For me and many others, Robert Mondavi was indeed king of America’s wine world. He truly believed the United States — especially California and primarily Napa Valley — could produce wine that belonged in the company of the world’s fine wines. He told me that — and anyone else who’d listen. And often. His mission in life, it seems, was to prove it.
It didn’t take long for this eldest son of working class Italian immigrants to make his point. He’d been making his own wine but for a decade when one of the Old World’s best known wine barons approached him about a joint venture.

A blind tasting in Paris had catapulted Napa Valley wines to the front page of wine journals, even made headlines in revered Time magazine. Now, a partnership between Robert Mondavi and Baron Philippe de Rothschild proved the earnest, proselytizing vintner from Oakville knew what he was talking about. The world was about to discover just how good Napa Valley wine really was.
But that didn’t stop Robert Mondavi. No one would ever accuse him of settling for the status quo. Whether it was a home-cooked meal or the bottle of wine he poured to accompany it, the promise of both being even better tomorrow was Robert Mondavi’s mantra.

Auspicious start
I don’t recall the details of my first encounter with this energetic new vintner, who, when I met him, was still in the stages of building a winery on a choice midvalley site just west of Highway 29. What I do remember was his determination, his desire to pour you a glass of wine that’d make you sit up and take notice.

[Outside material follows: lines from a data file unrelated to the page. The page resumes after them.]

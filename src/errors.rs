use std::error::Error;
use std::fmt;
use std::io::{self, ErrorKind};

use http::StatusCode;

use crate::davpath::ParseError;
use crate::fs::FsError;
use crate::ls::LockError;

pub(crate) type DavResult<T> = Result<T, DavError>;

#[derive(Debug)]
pub(crate) enum DavError {
    XmlParseError, // error interpreting xml
    InvalidPath,   // error parsing path
    IllegalPath,   // path not under prefix
    ForbiddenPath, // too many dotdots
    UnknownDavMethod,
    Status(StatusCode),
    StatusClose(StatusCode),
    FsError(FsError),
    LockError(LockError),
    IoError(io::Error),
    XmlReaderError(xmltree::ParseError),
    XmlWriterError(xml::writer::Error),
}

impl Error for DavError {
    fn source(&self) -> Option<&(dyn Error + 'static)> {
        match self {
            DavError::FsError(e) => Some(e),
            DavError::IoError(e) => Some(e),
            DavError::XmlReaderError(e) => Some(e),
            DavError::XmlWriterError(e) => Some(e),
            _ => None,
        }
    }
}

impl fmt::Display for DavError {
    fn fmt(&self, f: &mut fmt::Formatter) -> fmt::Result {
        match self {
            DavError::XmlReaderError(e) => write!(f, "XML parse error: {e}"),
            DavError::XmlWriterError(e) => write!(f, "XML generate error: {e}"),
            DavError::IoError(e) => write!(f, "I/O error: {e}"),
            DavError::FsError(e) => write!(f, "storage error: {e}"),
            DavError::LockError(e) => write!(f, "lock error: {e}"),
            _ => write!(f, "{self:?}"),
        }
    }
}

impl From<FsError> for DavError {
    fn from(e: FsError) -> Self {
        DavError::FsError(e)
    }
}

impl From<LockError> for DavError {
    fn from(e: LockError) -> Self {
        DavError::LockError(e)
    }
}

impl From<ParseError> for DavError {
    fn from(e: ParseError) -> Self {
        match e {
            ParseError::InvalidPath => DavError::InvalidPath,
            ParseError::PrefixMismatch => DavError::IllegalPath,
            ParseError::IllegalPath => DavError::ForbiddenPath,
        }
    }
}

impl From<io::Error> for DavError {
    fn from(e: io::Error) -> Self {
        DavError::IoError(e)
    }
}

impl From<StatusCode> for DavError {
    fn from(e: StatusCode) -> Self {
        DavError::Status(e)
    }
}

impl From<xmltree::ParseError> for DavError {
    fn from(e: xmltree::ParseError) -> Self {
        DavError::XmlReaderError(e)
    }
}

impl From<xml::writer::Error> for DavError {
    fn from(e: xml::writer::Error) -> Self {
        DavError::XmlWriterError(e)
    }
}

fn ioerror_to_status(ioerror: &io::Error) -> StatusCode {
    match ioerror.kind() {
        ErrorKind::NotFound => StatusCode::NOT_FOUND,
        ErrorKind::PermissionDenied => StatusCode::FORBIDDEN,
        ErrorKind::AlreadyExists => StatusCode::CONFLICT,
        ErrorKind::TimedOut => StatusCode::GATEWAY_TIMEOUT,
        _ => StatusCode::INTERNAL_SERVER_ERROR,
    }
}

fn fserror_to_status(e: &FsError) -> StatusCode {
    match e {
        FsError::NotImplemented => StatusCode::NOT_IMPLEMENTED,
        FsError::GeneralFailure => StatusCode::INTERNAL_SERVER_ERROR,
        FsError::Exists => StatusCode::METHOD_NOT_ALLOWED,
        FsError::NotFound => StatusCode::NOT_FOUND,
        FsError::NotCollection => StatusCode::CONFLICT,
        FsError::ParentMissing => StatusCode::CONFLICT,
        FsError::Forbidden => StatusCode::FORBIDDEN,
        FsError::InsufficientStorage => StatusCode::INSUFFICIENT_STORAGE,
    }
}

fn lockerror_to_status(e: &LockError) -> StatusCode {
    match e {
        LockError::Conflict(_) => StatusCode::LOCKED,
        LockError::NotFound => StatusCode::CONFLICT,
        LockError::Storage(_) => StatusCode::INTERNAL_SERVER_ERROR,
    }
}

impl DavError {
    pub(crate) fn statuscode(&self) -> StatusCode {
        match self {
            DavError::XmlParseError => StatusCode::UNSUPPORTED_MEDIA_TYPE,
            DavError::InvalidPath => StatusCode::BAD_REQUEST,
            DavError::IllegalPath => StatusCode::NOT_FOUND,
            DavError::ForbiddenPath => StatusCode::FORBIDDEN,
            DavError::UnknownDavMethod => StatusCode::NOT_IMPLEMENTED,
            DavError::IoError(e) => ioerror_to_status(e),
            DavError::FsError(e) => fserror_to_status(e),
            DavError::LockError(e) => lockerror_to_status(e),
            DavError::Status(e) => *e,
            DavError::StatusClose(e) => *e,
            DavError::XmlReaderError(_) => StatusCode::UNSUPPORTED_MEDIA_TYPE,
            DavError::XmlWriterError(_) => StatusCode::INTERNAL_SERVER_ERROR,
        }
    }

    pub(crate) fn must_close(&self) -> bool {
        !matches!(
            self,
            &DavError::Status(_)
                | &DavError::FsError(FsError::NotFound)
                | &DavError::FsError(FsError::Exists)
                | &DavError::FsError(FsError::ParentMissing)
                | &DavError::LockError(_)
        )
    }
}

#[cfg(test)]
mod tests {
    use super::*;

    #[test]
    fn taxonomy() {
        let cases: Vec<(DavError, StatusCode)> = vec![
            (FsError::NotFound.into(), StatusCode::NOT_FOUND),
            (FsError::ParentMissing.into(), StatusCode::CONFLICT),
            (FsError::Forbidden.into(), StatusCode::FORBIDDEN),
            (FsError::Exists.into(), StatusCode::METHOD_NOT_ALLOWED),
            (DavError::XmlParseError, StatusCode::UNSUPPORTED_MEDIA_TYPE),
            (ParseError::IllegalPath.into(), StatusCode::FORBIDDEN),
            (LockError::NotFound.into(), StatusCode::CONFLICT),
            (
                io::Error::new(ErrorKind::Other, "disk on fire").into(),
                StatusCode::INTERNAL_SERVER_ERROR,
            ),
        ];
        for (err, status) in cases {
            assert_eq!(err.statuscode(), status, "{err}");
        }
    }

    #[test]
    fn close_on_storage_failure() {
        assert!(!DavError::Status(StatusCode::LOCKED).must_close());
        assert!(DavError::IoError(io::Error::new(ErrorKind::Other, "x")).must_close());
    }
}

I guess one of my earliest impressions of Bob Mondavi was of a man who repeatedly invited comparison, who got a kick out of someone suggesting there might be a flaw in one of his wines. It seemed to rev him up, eliciting a promise there’d not be a flaw in the next bottle you’d pop the cork on. He’d see to that.

And we believed him. We listened to Bob Mondavi talk about the potential of the Napa Valley, that he knew even greater vintages were ahead of us — that we could trust in the hard work of Napa Valley winemakers for they knew how to process choice fruit into exceptional wine.

By the time his 1969 cabernet sauvignon was released, wine writers from all over were singing Bob Mondavi’s praises. Mondavi wines, new as they were, were earning top awards and earning this wineman with rolled-up sleeves more and more trust from a growing pool of consumers.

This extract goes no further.